Work to complete:
Your task is to restate the data word for word.

──────── Extracted records

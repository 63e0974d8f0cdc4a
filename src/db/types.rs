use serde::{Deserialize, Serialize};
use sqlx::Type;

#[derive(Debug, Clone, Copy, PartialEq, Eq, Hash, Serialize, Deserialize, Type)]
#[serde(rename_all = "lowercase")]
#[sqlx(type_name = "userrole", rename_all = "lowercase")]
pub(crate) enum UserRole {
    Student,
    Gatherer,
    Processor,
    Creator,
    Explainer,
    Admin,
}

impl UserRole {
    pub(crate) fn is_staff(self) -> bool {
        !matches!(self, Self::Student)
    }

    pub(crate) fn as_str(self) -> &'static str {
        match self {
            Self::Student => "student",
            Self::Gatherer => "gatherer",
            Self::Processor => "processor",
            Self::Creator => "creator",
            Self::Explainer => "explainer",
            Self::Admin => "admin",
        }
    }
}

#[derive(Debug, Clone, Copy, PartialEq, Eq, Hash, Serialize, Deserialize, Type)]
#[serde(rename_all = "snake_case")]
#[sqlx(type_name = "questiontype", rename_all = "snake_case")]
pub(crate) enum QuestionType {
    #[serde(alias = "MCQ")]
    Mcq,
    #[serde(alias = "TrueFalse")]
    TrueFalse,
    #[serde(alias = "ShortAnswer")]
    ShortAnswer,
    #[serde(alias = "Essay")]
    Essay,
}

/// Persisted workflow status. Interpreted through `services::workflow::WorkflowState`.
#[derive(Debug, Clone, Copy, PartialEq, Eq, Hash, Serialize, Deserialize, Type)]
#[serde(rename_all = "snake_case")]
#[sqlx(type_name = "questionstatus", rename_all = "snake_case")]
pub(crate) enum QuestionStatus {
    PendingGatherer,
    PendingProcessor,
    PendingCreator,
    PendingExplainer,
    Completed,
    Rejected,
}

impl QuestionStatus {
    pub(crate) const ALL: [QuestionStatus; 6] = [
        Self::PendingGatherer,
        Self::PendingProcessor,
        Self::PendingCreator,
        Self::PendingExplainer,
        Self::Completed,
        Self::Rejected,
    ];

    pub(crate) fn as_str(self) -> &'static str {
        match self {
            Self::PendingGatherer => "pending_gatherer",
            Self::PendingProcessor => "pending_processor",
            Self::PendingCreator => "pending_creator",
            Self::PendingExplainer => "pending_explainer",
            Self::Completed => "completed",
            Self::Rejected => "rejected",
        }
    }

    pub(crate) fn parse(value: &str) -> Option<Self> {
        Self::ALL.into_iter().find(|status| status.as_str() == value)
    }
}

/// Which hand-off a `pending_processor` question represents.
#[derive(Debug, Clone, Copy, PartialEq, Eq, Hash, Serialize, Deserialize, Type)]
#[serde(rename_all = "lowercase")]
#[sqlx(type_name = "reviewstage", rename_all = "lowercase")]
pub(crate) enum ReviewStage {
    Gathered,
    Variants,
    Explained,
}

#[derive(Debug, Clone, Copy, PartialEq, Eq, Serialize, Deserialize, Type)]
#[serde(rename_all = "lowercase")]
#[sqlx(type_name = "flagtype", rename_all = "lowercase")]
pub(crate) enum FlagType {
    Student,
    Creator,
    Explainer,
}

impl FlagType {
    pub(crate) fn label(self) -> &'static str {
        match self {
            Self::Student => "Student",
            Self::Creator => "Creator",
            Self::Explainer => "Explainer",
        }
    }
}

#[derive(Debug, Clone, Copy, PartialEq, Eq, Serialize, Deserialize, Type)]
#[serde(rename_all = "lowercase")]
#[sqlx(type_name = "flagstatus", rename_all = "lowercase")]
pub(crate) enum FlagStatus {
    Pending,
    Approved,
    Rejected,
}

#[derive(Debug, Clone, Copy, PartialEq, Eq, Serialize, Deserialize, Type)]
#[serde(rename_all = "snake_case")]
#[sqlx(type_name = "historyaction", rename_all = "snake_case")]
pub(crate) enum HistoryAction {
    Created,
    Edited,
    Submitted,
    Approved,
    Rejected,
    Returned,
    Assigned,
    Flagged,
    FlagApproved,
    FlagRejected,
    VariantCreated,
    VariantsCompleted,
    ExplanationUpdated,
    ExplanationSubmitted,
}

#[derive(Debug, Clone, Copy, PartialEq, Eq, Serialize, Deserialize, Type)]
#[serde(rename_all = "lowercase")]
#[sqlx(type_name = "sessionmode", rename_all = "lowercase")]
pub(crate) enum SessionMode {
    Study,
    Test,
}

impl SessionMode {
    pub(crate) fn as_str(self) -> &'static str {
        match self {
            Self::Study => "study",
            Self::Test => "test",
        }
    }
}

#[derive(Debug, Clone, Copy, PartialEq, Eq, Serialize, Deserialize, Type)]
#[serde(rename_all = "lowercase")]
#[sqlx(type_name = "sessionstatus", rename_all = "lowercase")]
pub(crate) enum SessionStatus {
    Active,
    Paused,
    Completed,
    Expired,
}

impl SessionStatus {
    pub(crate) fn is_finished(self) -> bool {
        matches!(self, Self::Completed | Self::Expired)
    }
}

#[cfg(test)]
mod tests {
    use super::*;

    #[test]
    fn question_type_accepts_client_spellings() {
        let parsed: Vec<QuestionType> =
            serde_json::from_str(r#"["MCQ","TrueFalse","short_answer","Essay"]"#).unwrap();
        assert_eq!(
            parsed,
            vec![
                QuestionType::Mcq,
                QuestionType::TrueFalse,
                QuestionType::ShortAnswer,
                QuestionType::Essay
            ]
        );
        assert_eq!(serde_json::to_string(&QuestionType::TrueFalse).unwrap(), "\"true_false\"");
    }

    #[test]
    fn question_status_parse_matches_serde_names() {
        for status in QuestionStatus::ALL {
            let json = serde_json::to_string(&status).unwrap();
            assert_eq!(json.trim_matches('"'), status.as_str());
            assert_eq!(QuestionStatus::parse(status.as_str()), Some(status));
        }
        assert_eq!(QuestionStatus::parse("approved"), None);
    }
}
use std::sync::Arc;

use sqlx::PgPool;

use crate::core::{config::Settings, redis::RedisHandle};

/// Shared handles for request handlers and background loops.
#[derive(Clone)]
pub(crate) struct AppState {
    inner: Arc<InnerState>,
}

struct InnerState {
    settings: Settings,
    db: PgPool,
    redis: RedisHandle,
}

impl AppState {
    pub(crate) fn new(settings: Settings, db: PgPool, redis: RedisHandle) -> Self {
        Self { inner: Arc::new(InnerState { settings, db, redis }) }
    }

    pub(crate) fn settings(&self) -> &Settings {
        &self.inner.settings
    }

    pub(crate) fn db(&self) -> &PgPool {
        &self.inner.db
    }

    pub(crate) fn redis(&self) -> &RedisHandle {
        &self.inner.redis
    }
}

────────────────

Response below:
repository 63e0974d8f0cdc4a
filename src/db/types.rs
use serde::{Deserialize, Serialize};
use sqlx::Type;

#[derive(Debug, Clone, Copy, PartialEq, Eq, Hash, Serialize, Deserialize, Type)]
#[serde(rename_all = "lowercase")]
#[sqlx(type_name = "userrole", rename_all = "lowercase")]
pub(crate) enum UserRole {
    Student,
    Gatherer,
    Processor,
    Creator,
    Explainer,
    Admin,
}

impl UserRole {
    pub(crate) fn is_staff(self) -> bool {
        !matches!(self, Self::Student)
    }

    pub(crate) fn as_str(self) -> &'static str {
        match self {
            Self::Student => "student",
            Self::Gatherer => "gatherer",
            Self::Processor => "processor",
            Self::Creator => "creator",
            Self::Explainer => "explainer",
            Self::Admin => "admin",
        }
    }
}

#[derive(Debug, Clone, Copy, PartialEq, Eq, Hash, Serialize, Deserialize, Type)]
#[serde(rename_all = "snake_case")]
#[sqlx(type_name = "questiontype", rename_all = "snake_case")]
pub(crate) enum QuestionType {
    #[serde(alias = "MCQ")]
    Mcq,
    #[serde(alias = "TrueFalse")]
    TrueFalse,
    #[serde(alias = "ShortAnswer")]
    ShortAnswer,
    #[serde(alias = "Essay")]
    Essay,
}

/// Persisted workflow status. Interpreted through `services::workflow::WorkflowState`.
#[derive(Debug, Clone, Copy, PartialEq, Eq, Hash, Serialize, Deserialize, Type)]
#[serde(rename_all = "snake_case")]
#[sqlx(type_name = "questionstatus", rename_all = "snake_case")]
pub(crate) enum QuestionStatus {
    PendingGatherer,
    PendingProcessor,
    PendingCreator,
    PendingExplainer,
    Completed,
    Rejected,
}

impl QuestionStatus {
    pub(crate) const ALL: [QuestionStatus; 6] = [
        Self::PendingGatherer,
        Self::PendingProcessor,
        Self::PendingCreator,
        Self::PendingExplainer,
        Self::Completed,
        Self::Rejected,
    ];

    pub(crate) fn as_str(self) -> &'static str {
        match self {
            Self::PendingGatherer => "pending_gatherer",
            Self::PendingProcessor => "pending_processor",
            Self::PendingCreator => "pending_creator",
            Self::PendingExplainer => "pending_explainer",
            Self::Completed => "completed",
            Self::Rejected => "rejected",
        }
    }

    pub(crate) fn parse(value: &str) -> Option<Self> {
        Self::ALL.into_iter().find(|status| status.as_str() == value)
    }
}

/// Which hand-off a `pending_processor` question represents.
#[derive(Debug, Clone, Copy, PartialEq, Eq, Hash, Serialize, Deserialize, Type)]
#[serde(rename_all = "lowercase")]
#[sqlx(type_name = "reviewstage", rename_all = "lowercase")]
pub(crate) enum ReviewStage {
    Gathered,
    Variants,
    Explained,
}

#[derive(Debug, Clone, Copy, PartialEq, Eq, Serialize, Deserialize, Type)]
#[serde(rename_all = "lowercase")]
#[sqlx(type_name = "flagtype", rename_all = "lowercase")]
pub(crate) enum FlagType {
    Student,
    Creator,
    Explainer,
}

impl FlagType {
    pub(crate) fn label(self) -> &'static str {
        match self {
            Self::Student => "Student",
            Self::Creator => "Creator",
            Self::Explainer => "Explainer",
        }
    }
}

#[derive(Debug, Clone, Copy, PartialEq, Eq, Serialize, Deserialize, Type)]
#[serde(rename_all = "lowercase")]
#[sqlx(type_name = "flagstatus", rename_all = "lowercase")]
pub(crate) enum FlagStatus {
    Pending,
    Approved,
    Rejected,
}

#[derive(Debug, Clone, Copy, PartialEq, Eq, Serialize, Deserialize, Type)]
#[serde(rename_all = "snake_case")]
#[sqlx(type_name = "historyaction", rename_all = "snake_case")]
pub(crate) enum HistoryAction {
    Created,
    Edited,
    Submitted,
    Approved,
    Rejected,
    Returned,
    Assigned,
    Flagged,
    FlagApproved,
    FlagRejected,
    VariantCreated,
    VariantsCompleted,
    ExplanationUpdated,
    ExplanationSubmitted,
}

#[derive(Debug, Clone, Copy, PartialEq, Eq, Serialize, Deserialize, Type)]
#[serde(rename_all = "lowercase")]
#[sqlx(type_name = "sessionmode", rename_all = "lowercase")]
pub(crate) enum SessionMode {
    Study,
    Test,
}

impl SessionMode {
    pub(crate) fn as_str(self) -> &'static str {
        match self {
            Self::Study => "study",
            Self::Test => "test",
        }
    }
}

#[derive(Debug, Clone, Copy, PartialEq, Eq, Serialize, Deserialize, Type)]
#[serde(rename_all = "lowercase")]
#[sqlx(type_name = "sessionstatus", rename_all = "lowercase")]
pub(crate) enum SessionStatus {
    Active,
    Paused,
    Completed,
    Expired,
}

impl SessionStatus {
    pub(crate) fn is_finished(self) -> bool {
        matches!(self, Self::Completed | Self::Expired)
    }
}

#[cfg(test)]
mod tests {
    use super::*;

    #[test]
    fn question_type_accepts_client_spellings() {
        let parsed: Vec<QuestionType> =
            serde_json::from_str(r#"["MCQ","TrueFalse","short_answer","Essay"]"#).unwrap();
        assert_eq!(
            parsed,
            vec![
                QuestionType::Mcq,
                QuestionType::TrueFalse,
                QuestionType::ShortAnswer,
                QuestionType::Essay
            ]
        );
        assert_eq!(serde_json::to_string(&QuestionType::TrueFalse).unwrap(), "\"true_false\"");
    }

    #[test]
    fn question_status_parse_matches_serde_names() {
        for status in QuestionStatus::ALL {
            let json = serde_json::to_string(&status).unwrap();
            assert_eq!(json.trim_matches('"'), status.as_str());
            assert_eq!(QuestionStatus::parse(status.as_str()), Some(status));
        }
        assert_eq!(QuestionStatus::parse("approved"), None);
    }
}
use std::sync::Arc;

use sqlx::PgPool;

use crate::core::{config::Settings, redis::RedisHandle};

/// Shared handles for request handlers and background loops.
#[derive(Clone)]
pub(crate) struct AppState {
    inner: Arc<InnerState>,
}

struct InnerState {
    settings: Settings,
    db: PgPool,
    redis: RedisHandle,
}

impl AppState {
    pub(crate) fn new(settings: Settings, db: PgPool, redis: RedisHandle) -> Self {
        Self { inner: Arc::new(InnerState { settings, db, redis }) }
    }

    pub(crate) fn settings(&self) -> &Settings {
        &self.inner.settings
    }

    pub(crate) fn db(&self) -> &PgPool {
        &self.inner.db
    }

    pub(crate) fn redis(&self) -> &RedisHandle {
        &self.inner.redis
    }
}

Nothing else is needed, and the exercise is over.